The cross talking between gibberellin and auxin signaling pathways is one of the hot topics in plant biology research, but their mechanism is still poorly understood. In our previous studies, we identified that the protein phosphatase TOPP4 regulates gibberellin signaling by dephosphorylating DELLA proteins. Based on these findings, we used topp4-1 mutant as background material to find out its suppressors by EMS mutagenesis. We found that topp4-1 wat1 double mutant can recover the gibberellin defect phenotypes of topp4-1 mutant. WAT1 encodes a vacuolar auxin transport facilitator. WAT1 protein specificly localizes to the vacuolar membrane of the cell. TOPP4 protein ubiquitously localizes to the cytoplasm, nucleus and plasma membrane. While co-expressing of the two proteins showed that WAT1 can change the subcellular localization of TOPP4 to the vacuolar membrane. And protein interaction assays showed that WAT1 can directly interact with TOPP4. The present project plans to take advantage of the genetic and molecular interaction between WAT1 and TOPP4 as the key to identify the possible function and position of WAT1 played in GA signaling and to further identify that WAT1 is a new factor in GA signaling by constructing double mutants with gibberellin biosynthesis and signal transduction mutants. The main goal is to reveal whether WAT1 is a substrate protein or a regulatory subunit of TOPP4 by dephosphorylation analysis and phosphatase activity assay based on the protein interaction. Through these experiments, we plan to find the mechanism of wat1 mutation restoring the phenotypes of topp4-1 mutant and the role of TOPP4 played in auxin signaling pathway. The project is expected to elucidate a new cross talking mechanism between gibberellin and auxin signaling pathways through WAT1 and TOPP4 proteins.

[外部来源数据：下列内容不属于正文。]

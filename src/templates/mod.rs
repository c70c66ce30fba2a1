pub mod components;
pub mod layouts;
pub mod pages;
pub mod seo;

use crate::config::SiteConfig;
use crate::site::graph::{PageDescriptor, PagePayload};
use crate::site::sitemap::render_sitemap;

/// Timestamps shared by every page of one build. Computed once so the
/// whole output carries a single, consistent build time.
#[derive(Debug, Clone)]
pub struct BuildStamp {
    /// Sitemap `lastmod`, e.g. `2026-08-06T09:30:00Z`.
    pub lastmod: String,
    /// Calendar date for JSON-LD `datePosted` and page footers.
    pub date: String,
}

impl BuildStamp {
    pub fn now() -> Self {
        let now = chrono::Utc::now();
        Self {
            lastmod: now.format("%Y-%m-%dT%H:%M:%SZ").to_string(),
            date: now.format("%Y-%m-%d").to_string(),
        }
    }
}

/// Turn one page description into its final document. The renderer only
/// looks at the payload; it never feeds anything back into the graph.
pub fn render_page(desc: &PageDescriptor, config: &SiteConfig, stamp: &BuildStamp) -> String {
    match &desc.payload {
        PagePayload::Home(home) => pages::home::home_page(home, config).into_string(),
        PagePayload::Detail(detail) => {
            pages::listing::listing_page(detail, &desc.url_path(), config, stamp).into_string()
        }
        PagePayload::Category(category) => {
            pages::category::category_page(category, &desc.url_path(), config).into_string()
        }
        PagePayload::Robots => render_robots(config),
        PagePayload::Sitemap(payload) => render_sitemap(payload, config, &stamp.lastmod),
    }
}

fn render_robots(config: &SiteConfig) -> String {
    let mut out = String::from("User-agent: *\nAllow: /\n");
    if !config.base_url.is_empty() {
        out.push_str(&format!("Sitemap: {}/sitemap.xml\n", config.base_url));
    }
    out
}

赤霉素和生长素之间的信号互作是植物学领域的研究热点，但二者之间的作用机理还知之甚少。我们的研究已经揭示了蛋白磷酸酶TOPP4通过对DELLA蛋白的去磷酸化调控了GA信号通路。在此基础上，前期实验通过筛选topp4-1 突变体的抑制子，发现生长素液泡膜转运蛋白WAT1的突变可以恢复其GA缺陷表型，WAT1能改变TOPP4的亚细胞定位，二者共定位并在液泡膜上相互作用。项目拟以WAT1和TOPP4的遗传与分子互作为切入点，通过WAT1与GA生物合成及信号转导通路突变体的遗传关系，揭示WAT1在其中的功能，确定WAT1为GA信号通路下游的新组分；通过TOPP4和WAT1蛋白互作、WAT1蛋白去磷酸化分析、TOPP4酶活性检测等，确定WAT1是作为TOPP4的底物蛋白还是调节亚基来恢复topp4-1突变体表型的机理，阐明TOPP4在生长素信号通路中的作用，揭示GA与生长素信号通路互作的新的分子机理。

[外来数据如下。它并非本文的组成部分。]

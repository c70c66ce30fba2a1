// src/templates/pages/home.rs

use crate::config::SiteConfig;
use crate::site::graph::HomePayload;
use crate::templates::components::{contact_footer, listing_card};
use crate::templates::layouts::page_layout;
use maud::{html, Markup, PreEscaped};

const LEAFLET_CSS: &str = "https://unpkg.com/leaflet@1.9.4/dist/leaflet.css";
const LEAFLET_JS: &str = "https://unpkg.com/leaflet@1.9.4/dist/leaflet.js";

pub fn home_page(payload: &HomePayload, config: &SiteConfig) -> Markup {
    let has_map = !payload.markers.is_empty();
    // Markers were produced only for geocoded listings, so an unresolved
    // address simply never reaches the map.
    let markers_json =
        serde_json::to_string(&payload.markers).unwrap_or_else(|_| "[]".to_string());

    let head = html! {
        @if has_map {
            link rel="stylesheet" href=(LEAFLET_CSS);
            script src=(LEAFLET_JS) defer {}
        }
    };

    let map_script = format!(
        r#"document.addEventListener('DOMContentLoaded',function(){{
var markers={markers_json};
if(!markers.length)return;
var map=L.map('map');
L.tileLayer('https://tile.openstreetmap.org/{{z}}/{{x}}/{{y}}.png',{{attribution:'&copy; OpenStreetMap'}}).addTo(map);
var group=[];
markers.forEach(function(m){{
  var pin=L.marker([m.lat,m.lng]).addTo(map);
  pin.bindPopup('<a href="'+m.href+'"><b>'+m.name+'</b></a><br>'+m.price);
  group.push([m.lat,m.lng]);
}});
map.fitBounds(group,{{padding:[30,30]}});
}});"#
    );

    page_layout(
        &config.site_title,
        "本清單為條件整理/比較用，提供找房者快速瀏覽。",
        &config.canonical(""),
        head,
        html! {
            span class="badge" { "整理頁" }
            h1 { (config.site_title) }
            p class="sub" { "本清單為條件整理/比較用，提供找房者快速瀏覽。" }

            @if has_map {
                div id="map" {}
                script { (PreEscaped(map_script)) }
            }

            @for card in &payload.cards {
                (listing_card(card))
            }

            (contact_footer(config))
        },
    )
}
// src/templates/pages/category.rs

use crate::config::SiteConfig;
use crate::site::graph::{CategoryKind, CategoryPayload};
use crate::templates::components::{contact_footer, listing_card};
use crate::templates::layouts::page_layout;
use maud::{html, Markup};

pub fn category_page(payload: &CategoryPayload, url_path: &str, config: &SiteConfig) -> Markup {
    let title = match payload.kind {
        CategoryKind::Area => format!("{}｜物件整理", payload.name),
        CategoryKind::Tag => format!("{}｜整理與比較", payload.name),
        CategoryKind::PriceBucket => format!("{}｜價格帶物件", payload.name),
    };
    let subtitle = subtitle_for(payload);

    page_layout(
        &title,
        &subtitle,
        &config.canonical(url_path),
        html! {},
        html! {
            p { a href="../../index.html" { "← 回清單" } }
            span class="badge" { "整理頁" }
            h1 { (title) }
            p class="sub" { (subtitle) }

            @for card in &payload.cards {
                (listing_card(card))
            }

            (contact_footer(config))
        },
    )
}

/// Tag pages get a short intro paragraph instead of a bare link list.
fn subtitle_for(payload: &CategoryPayload) -> String {
    match payload.kind {
        CategoryKind::Area => format!("{} 物件條件整理與比較清單。", payload.name),
        CategoryKind::PriceBucket => {
            format!("{} 價格帶的物件整理，方便同價位帶快速比較。", payload.name)
        }
        CategoryKind::Tag => {
            let mut bits = vec![format!(
                "你正在搜尋「{}」相關資訊，通常代表你已經在比價或鎖定特定社區/路段。",
                payload.name
            )];
            if !payload.area_hint.is_empty() {
                bits.push(format!(
                    "這裡先用「{}」作為範圍整理，讓你快速對照條件與價位帶。",
                    payload.area_hint
                ));
            }
            if !payload.cards.is_empty() {
                bits.push(format!(
                    "目前整理到 {} 筆相關條件頁，可以先點進去看格局、車位、坪數與大致價格。",
                    payload.cards.len()
                ));
            }
            bits.push("想確認細節或補充條件，可直接用下方方式聯絡。".to_string());
            bits.join(" ")
        }
    }
}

磷酸化和去磷酸化修饰是蛋白质十分重要的修饰方式，广泛参与植物的多个发育和生理过程。拟南芥蛋白磷酸酶PP1家族基因TOPP4点突变体topp4-1矮化，高温培养可以恢复其表型。细胞死亡、活性氧水平及抗性基因PR的表达检测结果均表明topp4-1发生了免疫自激活，进一步的研究显示topp4-1是在细胞质中激活了免疫。与免疫通路关键基因突变体进行的遗传分析发现，topp4-1的免疫激活依赖于水杨酸途径和抗病蛋白，且TOPP4可与抗病信号通路的MAPK蛋白互作。.筛选topp4-1表型抑制子鉴定到SUT1基因，其编码一个未报道的CC类R蛋白。SUT1基因在幼嫩的组织中广泛表达，随着植物不断成熟，SUT1表达逐渐下降，在新生真叶中不再表达；SUT1蛋白主要定位在细胞质和细胞膜上。超表达SUT1蛋白CC结构域可激活免疫；SUT1蛋白通过CC结构域互作形成二聚体。蛋白互作和遗传分析确定SUT1可与TOPP4互作，且二者均可与调节CC类R蛋白活性和成熟的HSP90-SGT1b-RAR1复合体中的两个成员HSP90和RAR1在蛋白水平和遗传水平上互作，表明TOPP4和SUT1共同依赖于HSP90-SGT1b-RAR1复合体参与植物免疫。.此外，以35S-TOPP4-GFP/topp4-1恢复株系为材料，通过高通量亲和免疫共沉淀法，利用质谱鉴定到TOPP4的潜在调节亚基PP1R3，其抑制TOPP4蛋白磷酸酶活性，PP1R3功能缺失突变体对ABA敏感。酵母双杂筛选到PP1R3的互作蛋白MYBx，MYBx与TOPP4及PP1R3均互作，且MYBx受到MAPK3/6磷酸化调节。由此推测，TOPP4-PP1R3全酶与MAPK3/6相互拮抗，通过调节MYBx的磷酸化水平参与ABA信号通路。以上这些研究拓展了蛋白磷酸酶TOPP4的功能，揭示了TOPP4在植物抗病和ABA信号通路中的作用模式。.本项目执行期间，在国际刊物上发表 SCI 论文 5篇，中文核心期刊2篇，均已标注本项目基金号。在本项目资助下，共毕业研究生 21 名，其中博士生 8名，硕士生 13 名。期间1名博士留校任教，1名博士转为师资博士后。项目负责人于2018年被评为教育部“长江学者奖励计划”特聘教授。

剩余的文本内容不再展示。